Segment Open
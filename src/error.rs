//! Typed errors callers match on.
//!
//! Everything else travels as `anyhow::Error` with context attached at the
//! failure site.

use std::fmt;
use std::time::Duration;
use thiserror::Error;

/// Failure of an external filter command run through the sandbox.
///
/// Always recoverable: the caller falls back to plain rendering.
#[derive(Debug, Error)]
pub enum FilterError {
    #[error("failed to prepare sandbox for '{command}': {source}")]
    Sandbox {
        command: String,
        #[source]
        source: std::io::Error,
    },

    #[error("failed to spawn '{command}': {source}")]
    Spawn {
        command: String,
        #[source]
        source: std::io::Error,
    },

    #[error("command '{env}{command}' failed with {status}\n{stderr}")]
    Exit {
        env: String,
        command: String,
        status: String,
        stderr: String,
    },

    #[error("command '{command}' timed out after {timeout:?}")]
    Timeout { command: String, timeout: Duration },

    #[error("failed to forward output of '{command}': {source}")]
    Output {
        command: String,
        #[source]
        source: std::io::Error,
    },
}

/// Two refs whose names escape to the same output directory.
#[derive(Debug, Error)]
#[error("{kind} '{name}' skipped: directory '{dir}' already belongs to '{taken_by}'")]
pub struct RefCollision {
    pub kind: &'static str,
    pub name: String,
    pub dir: String,
    pub taken_by: String,
}

/// Independent failures collected over one run.
#[derive(Debug, Default)]
pub struct RenderErrors {
    errors: Vec<anyhow::Error>,
}

impl RenderErrors {
    pub fn new() -> Self {
        Self::default()
    }

    pub fn push(&mut self, error: anyhow::Error) {
        self.errors.push(error);
    }

    pub fn extend(&mut self, other: RenderErrors) {
        self.errors.extend(other.errors);
    }

    pub fn is_empty(&self) -> bool {
        self.errors.is_empty()
    }

    pub fn len(&self) -> usize {
        self.errors.len()
    }

    pub fn errors(&self) -> &[anyhow::Error] {
        &self.errors
    }

    /// Returns `Ok(())` when nothing was collected, otherwise the aggregate.
    pub fn into_result(self) -> Result<(), RenderErrors> {
        if self.errors.is_empty() {
            Ok(())
        } else {
            Err(self)
        }
    }
}

impl fmt::Display for RenderErrors {
    fn fmt(&self, f: &mut fmt::Formatter<'_>) -> fmt::Result {
        for (i, error) in self.errors.iter().enumerate() {
            if i > 0 {
                writeln!(f)?;
            }
            write!(f, "{:#}", error)?;
        }
        Ok(())
    }
}

impl std::error::Error for RenderErrors {}

#[cfg(test)]
mod tests {
    use super::*;

    #[test]
    fn test_render_errors_join_lines() {
        // Arrange
        let mut errors = RenderErrors::new();
        errors.push(anyhow::anyhow!("first"));
        errors.push(anyhow::anyhow!("inner").context("second"));

        // Act
        let message = errors.to_string();

        // Assert
        assert_eq!(errors.len(), 2);
        assert_eq!(message, "first\nsecond: inner");
    }

    #[test]
    fn test_empty_render_errors_is_ok() {
        assert!(RenderErrors::new().into_result().is_ok());
    }

    #[test]
    fn test_filter_exit_message_carries_stderr() {
        // Arrange
        let error = FilterError::Exit {
            env: "type=rs ".to_string(),
            command: "false".to_string(),
            status: "exit status: 1".to_string(),
            stderr: "boom".to_string(),
        };

        // Act
        let message = error.to_string();

        // Assert
        assert_eq!(message, "command 'type=rs false' failed with exit status: 1\nboom");
    }
}
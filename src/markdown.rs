//! Markdown rendering with GitHub Flavored Markdown support.

use anyhow::{Context, Result};
use comrak::Options;

use crate::highlight::Highlighter;

const CODE_OPEN: &str = "<code class=\"language-";
const CODE_CLOSE: &str = "</code>";

/// Renders markdown to HTML with GFM extensions.
///
/// Fenced code blocks that name a language are highlighted with the same
/// CSS classes as blob pages, so `highlight.css` styles both.
pub struct MarkdownRenderer<'a> {
    options: Options<'static>,
    highlighter: &'a Highlighter,
}

impl<'a> MarkdownRenderer<'a> {
    /// Creates a renderer with tables, strikethrough, autolinks, task lists,
    /// footnotes and description lists enabled.
    ///
    /// Raw HTML in documents is passed through: the documents come from the
    /// repository being published.
    pub fn new(highlighter: &'a Highlighter) -> Self {
        let mut options = Options::default();

        options.extension.strikethrough = true;
        options.extension.table = true;
        options.extension.autolink = true;
        options.extension.tasklist = true;
        options.extension.footnotes = true;
        options.extension.description_lists = true;

        options.parse.smart = true;

        options.render.unsafe_ = true;

        Self {
            options,
            highlighter,
        }
    }

    /// Renders markdown content to an HTML fragment.
    ///
    /// # Errors
    ///
    /// Returns error if highlighting a code block fails.
    ///
    /// # Examples
    ///
    /// ```no_run
    /// use gitin::highlight::Highlighter;
    /// use gitin::markdown::MarkdownRenderer;
    ///
    /// let highlighter = Highlighter::new();
    /// let html = MarkdownRenderer::new(&highlighter).render("# Title")?;
    /// assert!(html.contains("<h1>"));
    /// # Ok::<(), anyhow::Error>(())
    /// ```
    pub fn render(&self, content: &str) -> Result<String> {
        let html = comrak::markdown_to_html(content, &self.options);
        self.highlight_code_blocks(&html)
    }

    /// Replaces the text of every `<code class="language-X">` block with
    /// highlighted markup.
    fn highlight_code_blocks(&self, html: &str) -> Result<String> {
        let mut result = String::with_capacity(html.len());
        let mut last_end = 0;
        let mut search_pos = 0;

        while let Some(found) = html[search_pos..].find(CODE_OPEN) {
            let code_start = search_pos + found;
            let lang_start = code_start + CODE_OPEN.len();

            let Some(lang_len) = html[lang_start..].find('"') else {
                search_pos = lang_start;
                continue;
            };
            let lang_end = lang_start + lang_len;
            let Some(tag_len) = html[lang_end..].find('>') else {
                search_pos = lang_end;
                continue;
            };
            let content_start = lang_end + tag_len + 1;
            let Some(content_len) = html[content_start..].find(CODE_CLOSE) else {
                search_pos = content_start;
                continue;
            };
            let content_end = content_start + content_len;

            let language = &html[lang_start..lang_end];
            let code = html_decode(&html[content_start..content_end]);
            let highlighted = self
                .highlighter
                .highlight_language(&code, language)
                .with_context(|| format!("Failed to highlight {} code block", language))?;

            result.push_str(&html[last_end..code_start]);
            result.push_str(CODE_OPEN);
            result.push_str(language);
            result.push_str("\">");
            result.push_str(&highlighted);
            result.push_str(CODE_CLOSE);

            last_end = content_end + CODE_CLOSE.len();
            search_pos = last_end;
        }

        result.push_str(&html[last_end..]);
        Ok(result)
    }
}

/// Reverses the entity escaping comrak applies inside code blocks.
fn html_decode(html: &str) -> String {
    html.replace("&lt;", "<")
        .replace("&gt;", ">")
        .replace("&quot;", "\"")
        .replace("&#39;", "'")
        .replace("&amp;", "&")
}
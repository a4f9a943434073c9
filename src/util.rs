//! Utility functions for page and path generation

use time::format_description::well_known::Rfc3339;
use time::macros::format_description;
use time::{OffsetDateTime, UtcOffset};

/// Counts the directory levels between a site-relative page path and the
/// site root.
///
/// Pages live at paths such as `main/files/src/lib.rs.html`; every `/`
/// separates one directory level that must be climbed back with `../`.
///
/// # Arguments
///
/// * `page_path`: Site-relative path of the generated page
///
/// # Returns
///
/// Number of `../` prefixes needed to reach the site root
pub fn calculate_depth(page_path: &str) -> usize {
    page_path.trim_start_matches('/').matches('/').count()
}

/// Builds the `../` prefix for a page at the given depth.
pub fn relative_root(depth: usize) -> String {
    "../".repeat(depth)
}

/// Replaces a leading dot in every path component with `-`.
///
/// Web servers commonly refuse to serve dotfiles, so `.github/ci.yml`
/// is written as `-github/ci.yml` in the output tree.
pub fn unhide_path(path: &str) -> String {
    path.split('/')
        .map(|component| match component.strip_prefix('.') {
            Some(rest) => format!("-{}", rest),
            _ => component.to_string(),
        })
        .collect::<Vec<_>>()
        .join("/")
}

/// Turns a short reference name into a single directory component.
///
/// `feature/login` becomes `feature-login`.
pub fn escape_refname(shorthand: &str) -> String {
    shorthand.replace('/', "-")
}

/// Formats a byte count with binary unit suffixes.
///
/// # Arguments
///
/// * `bytes`: Size in bytes
///
/// # Returns
///
/// Strings like `512 B`, `1.5 KiB` or `2.0 MiB`
pub fn split_unit(bytes: u64) -> String {
    const UNITS: [&str; 5] = ["B", "KiB", "MiB", "GiB", "TiB"];

    if bytes < 1024 {
        return format!("{} B", bytes);
    }

    let mut size = bytes as f64;
    let mut unit = 0;
    while size >= 1024.0 && unit < UNITS.len() - 1 {
        size /= 1024.0;
        unit += 1;
    }
    format!("{:.1} {}", size, UNITS[unit])
}

fn to_datetime(seconds: i64, offset: i32) -> OffsetDateTime {
    let utc = OffsetDateTime::from_unix_timestamp(seconds).unwrap_or(OffsetDateTime::UNIX_EPOCH);
    match UtcOffset::from_whole_seconds(offset) {
        Ok(offset) => utc.to_offset(offset),
        Err(_) => utc,
    }
}

/// Formats a commit timestamp in the committer's own timezone.
///
/// Output is absolute (`2024-03-01 14:05 +01:00`) so repeated runs produce
/// identical pages.
pub fn format_date(seconds: i64, offset: i32) -> String {
    let fmt = format_description!(
        "[year]-[month]-[day] [hour]:[minute] [offset_hour sign:mandatory]:[offset_minute]"
    );
    to_datetime(seconds, offset)
        .format(&fmt)
        .unwrap_or_else(|_| seconds.to_string())
}

/// Formats a calendar day (`2024-03-01`) in UTC.
pub fn format_day(seconds: i64) -> String {
    let fmt = format_description!("[year]-[month]-[day]");
    to_datetime(seconds, 0)
        .format(&fmt)
        .unwrap_or_else(|_| seconds.to_string())
}

/// Formats a calendar month (`2024-03`) in UTC.
pub fn format_month(seconds: i64) -> String {
    let fmt = format_description!("[year]-[month]");
    to_datetime(seconds, 0)
        .format(&fmt)
        .unwrap_or_else(|_| seconds.to_string())
}

/// Formats a timestamp as RFC 3339 for feeds.
pub fn format_rfc3339(seconds: i64, offset: i32) -> String {
    to_datetime(seconds, offset)
        .format(&Rfc3339)
        .unwrap_or_else(|_| seconds.to_string())
}

/// Escapes HTML special characters.
pub fn escape_html(text: &str) -> String {
    text.replace('&', "&amp;")
        .replace('<', "&lt;")
        .replace('>', "&gt;")
        .replace('"', "&quot;")
        .replace('\'', "&#39;")
}

/// Returns `"s"` unless `count` is exactly one.
pub fn plural(count: usize) -> &'static str {
    if count == 1 { "" } else { "s" }
}

/// Shortens text to at most `max` characters, appending `...` when cut.
pub fn truncate(text: &str, max: usize) -> String {
    if text.chars().count() <= max {
        return text.to_string();
    }
    let mut cut: String = text.chars().take(max).collect();
    cut.push_str("...");
    cut
}
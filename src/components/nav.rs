//! Repository header and navigation component

use maud::{Markup, html};

use crate::pages::RepoContext;
use crate::util::unhide_path;

/// Renders the repository header with its navigation links
///
/// Pages inside a ref directory link to that ref's summary, log and file
/// listing. Pinned files always point into the default ref, and the
/// repository list is linked when several repositories share the site.
///
/// # Arguments
///
/// * `ctx`: Repository values
/// * `depth`: Directory levels between the page and the repository root
/// * `in_ref`: Whether the page lives inside a ref directory
///
/// # Returns
///
/// Header markup ending in a horizontal rule
pub fn repo_header(ctx: &RepoContext, depth: usize, in_ref: bool) -> Markup {
    let repo_root = ctx.repo_root(depth);
    let ref_root = ctx.repo_root(depth.saturating_sub(1));

    html! {
        header {
            h1 { (ctx.name) }
            @if let Some(description) = &ctx.description {
                span class="desc" { (description) }
            }
            @if let Some(url) = &ctx.clone_url {
                div class="url" { code { "git clone " a href=(url) { (url) } } }
            }
            nav {
                @if ctx.site_depth > 0 {
                    a href=(format!("{}index.html", ctx.site_root(depth))) { "Repositories" }
                    " "
                }
                @if in_ref {
                    a href=(format!("{}index.html", ref_root)) { "Summary" }
                    " | "
                    a href=(format!("{}log.html", ref_root)) { "Log" }
                    " | "
                    a href=(format!("{}files/index.html", ref_root)) { "Files" }
                }
                @if let Some(default_ref) = &ctx.default_ref {
                    @for pin in &ctx.pin_files {
                        " | "
                        a href=(format!("{}{}/files/{}.html", repo_root, default_ref, unhide_path(pin))) { (pin) }
                    }
                }
            }
        }
        hr;
    }
}

#[cfg(test)]
mod tests {
    use super::*;

    #[test]
    fn test_ref_links_are_relative_to_ref_directory() {
        // Arrange
        let ctx = RepoContext::new_for_test("demo");

        // Act
        let html = repo_header(&ctx, 3, true).into_string();

        // Assert
        assert!(html.contains("href=\"../../index.html\""));
        assert!(html.contains("href=\"../../log.html\""));
        assert!(html.contains("href=\"../../files/index.html\""));
        assert!(!html.contains("Repositories"));
    }

    #[test]
    fn test_pin_files_point_into_default_ref() {
        // Arrange
        let mut ctx = RepoContext::new_for_test("demo");
        ctx.pin_files = vec![".github/README.md".to_string()];
        ctx.site_depth = 1;

        // Act
        let html = repo_header(&ctx, 1, false).into_string();

        // Assert
        assert!(html.contains("href=\"../main/files/-github/README.md.html\""));
        assert!(html.contains("href=\"../../index.html\">Repositories"));
        assert!(!html.contains("Summary"));
    }
}
//! Incremental static site generator for Git repositories.

pub mod archive;
mod assets;
pub mod cache;
pub mod commits;
pub mod components;
pub mod config;
pub mod diff;
pub mod error;
pub mod execute;
pub mod feeds;
pub mod filetree;
pub mod git;
pub mod highlight;
pub mod index;
pub mod markdown;
pub mod pages;
pub mod preview;
pub mod progress;
pub mod refs;
pub mod render;
pub mod shortlog;
pub mod tree;
pub mod util;

pub use assets::write_css_assets;
pub use config::{Cli, RenderConfig};
pub use error::RenderErrors;
pub use highlight::Highlighter;
pub use markdown::MarkdownRenderer;
pub use render::{RenderReport, SiteReport, render_repository, render_site};
//! File listing table components

use maud::{Markup, html};

/// One row of a directory listing.
#[derive(Debug, Clone, PartialEq, Eq)]
pub struct FileRow {
    /// `ls -l` style mode column.
    pub mode: &'static str,
    /// Path shown, relative to the listed directory.
    pub name: String,
    /// Link target relative to the listing page; submodules have none.
    pub href: Option<String>,
    /// Text after the name, e.g. the commit of a submodule.
    pub suffix: Option<String>,
    /// Blob size in bytes; directories and submodules have none.
    pub size: Option<u64>,
}

/// Wraps file rows in the listing table
///
/// # Arguments
///
/// * `rows`: Rows in display order
///
/// # Returns
///
/// Table with Mode, Name and Size columns
pub fn file_table(rows: &[FileRow]) -> Markup {
    html! {
        table id="files" {
            thead {
                tr {
                    td { "Mode" }
                    td class="expand" { "Name" }
                    td class="num" align="right" { "Size" }
                }
            }
            tbody {
                @for row in rows {
                    (file_row(row))
                }
            }
        }
    }
}

/// Renders a single listing row
pub fn file_row(row: &FileRow) -> Markup {
    html! {
        tr {
            td { code { (row.mode) } }
            td {
                @if let Some(href) = &row.href {
                    a href=(href) { (row.name) }
                } @else {
                    (row.name)
                }
                @if let Some(suffix) = &row.suffix {
                    " " (suffix)
                }
            }
            td class="num" align="right" {
                @if let Some(size) = row.size {
                    (size) "B"
                }
            }
        }
    }
}

#[cfg(test)]
mod tests {
    use super::*;

    #[test]
    fn test_blob_row_shows_size_in_bytes() {
        // Arrange
        let row = FileRow {
            mode: "-rw-r--r--",
            name: "README.md".to_string(),
            href: Some("README.md.html".to_string()),
            suffix: None,
            size: Some(5),
        };

        // Act
        let html = file_table(&[row]).into_string();

        // Assert
        assert!(html.contains("<a href=\"README.md.html\">README.md</a>"));
        assert!(html.contains(">5B</td>"));
    }

    #[test]
    fn test_submodule_row_has_no_link() {
        // Arrange
        let row = FileRow {
            mode: "m---------",
            name: "vendor/lib".to_string(),
            href: None,
            suffix: Some("@ 3b18e512dba79e4c8300dd08aeb37f8e728b8dad".to_string()),
            size: None,
        };

        // Act
        let html = file_row(&row).into_string();

        // Assert
        assert!(html.contains("<code>m---------</code>"));
        assert!(html.contains("vendor/lib @ 3b18e512"));
        assert!(!html.contains("<a "));
    }
}
//! Shared test utilities for integration tests.
//!
//! Helpers for creating temporary git repositories and building render
//! configurations, shared by the integration test files.

#![allow(dead_code)]

use anyhow::Result;
use gitin::RenderConfig;
use std::path::Path;
use std::process::Command;
use tempfile::TempDir;

/// Creates temporary git repository with test configuration.
///
/// Sets up a clean git repository with user name and email configured and
/// `main` as the initial branch.
///
/// # Returns
///
/// Temporary directory containing initialized git repository
///
/// # Errors
///
/// Returns error if git commands fail or directory creation fails
pub fn create_test_repo() -> Result<TempDir> {
    let dir = TempDir::new()?;
    init_repo(dir.path())?;
    Ok(dir)
}

/// Initializes a git repository at `path`, creating the directory.
///
/// # Errors
///
/// Returns error if git commands fail or directory creation fails
pub fn init_repo(path: &Path) -> Result<()> {
    std::fs::create_dir_all(path)?;
    git(path, &["init"])?;
    git(path, &["config", "user.name", "Test User"])?;
    git(path, &["config", "user.email", "test@example.com"])?;
    git(path, &["symbolic-ref", "HEAD", "refs/heads/main"])?;
    Ok(())
}

/// Commits staged changes and returns commit hash.
///
/// # Arguments
///
/// * `repo_path`: Path to git repository
/// * `message`: Commit message
///
/// # Returns
///
/// Full commit hash as string
///
/// # Errors
///
/// Returns error if commit fails or hash cannot be retrieved
pub fn git_commit(repo_path: &Path, message: &str) -> Result<String> {
    let output = Command::new("git")
        .args(["commit", "-m", message])
        .current_dir(repo_path)
        .output()?;

    if !output.status.success() {
        anyhow::bail!(
            "Git commit failed: {}",
            String::from_utf8_lossy(&output.stderr)
        );
    }

    let output = Command::new("git")
        .args(["rev-parse", "HEAD"])
        .current_dir(repo_path)
        .output()?;

    Ok(String::from_utf8(output.stdout)?.trim().to_string())
}

/// Stages files in repository.
///
/// # Arguments
///
/// * `repo_path`: Path to git repository
/// * `files`: File paths to stage
///
/// # Errors
///
/// Returns error if git add fails
///
/// # Examples
///
/// ```no_run
/// # use anyhow::Result;
/// # use std::path::Path;
/// # fn example(repo_path: &Path) -> Result<()> {
/// // Stage all changes
/// common::git_add(repo_path, &["."])?;
///
/// // Stage specific files
/// common::git_add(repo_path, &["file1.txt", "file2.rs"])?;
/// # Ok(())
/// # }
/// ```
pub fn git_add(repo_path: &Path, files: &[&str]) -> Result<()> {
    let mut args = vec!["add"];
    args.extend_from_slice(files);

    let output = Command::new("git")
        .args(&args)
        .current_dir(repo_path)
        .output()?;

    if !output.status.success() {
        anyhow::bail!(
            "Git add failed: {}",
            String::from_utf8_lossy(&output.stderr)
        );
    }

    Ok(())
}

/// Writes file to repository, creating parent directories as needed.
///
/// # Errors
///
/// Returns error if directory creation or file write fails
pub fn write_file(repo_path: &Path, path: &str, content: &str) -> Result<()> {
    let file_path = repo_path.join(path);
    if let Some(parent) = file_path.parent() {
        std::fs::create_dir_all(parent)?;
    }
    std::fs::write(file_path, content)?;
    Ok(())
}

/// Runs a git command in `repo_path`, failing on a non-zero exit.
///
/// # Errors
///
/// Returns error if git cannot be spawned or exits unsuccessfully
pub fn git(repo_path: &Path, args: &[&str]) -> Result<()> {
    let output = Command::new("git")
        .args(args)
        .current_dir(repo_path)
        .output()?;

    if !output.status.success() {
        anyhow::bail!(
            "git {} failed: {}",
            args.join(" "),
            String::from_utf8_lossy(&output.stderr)
        );
    }

    Ok(())
}

/// Writes, stages and commits one file.
///
/// # Errors
///
/// Returns error if any git step fails
pub fn commit_file(repo_path: &Path, path: &str, content: &str, message: &str) -> Result<String> {
    write_file(repo_path, path, content)?;
    git_add(repo_path, &[path])?;
    git_commit(repo_path, message)
}

/// Render configuration writing to `output` without progress bars.
pub fn quiet_config(output: &Path) -> RenderConfig {
    let mut config = RenderConfig::new(output);
    config.quiet = true;
    config
}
Segment Closed
• About this exercise:
In the entries above, find each line that has the word "README". Copy it.

• Answer area:
        ctx.pin_files = vec![".github/README.md".to_string()];
        assert!(html.contains("href=\"../main/files/-github/README.md.html\""));
            name: "README.md".to_string(),
            href: Some("README.md.html".to_string()),
        assert!(html.contains("<a href=\"README.md.html\">README.md</a>"));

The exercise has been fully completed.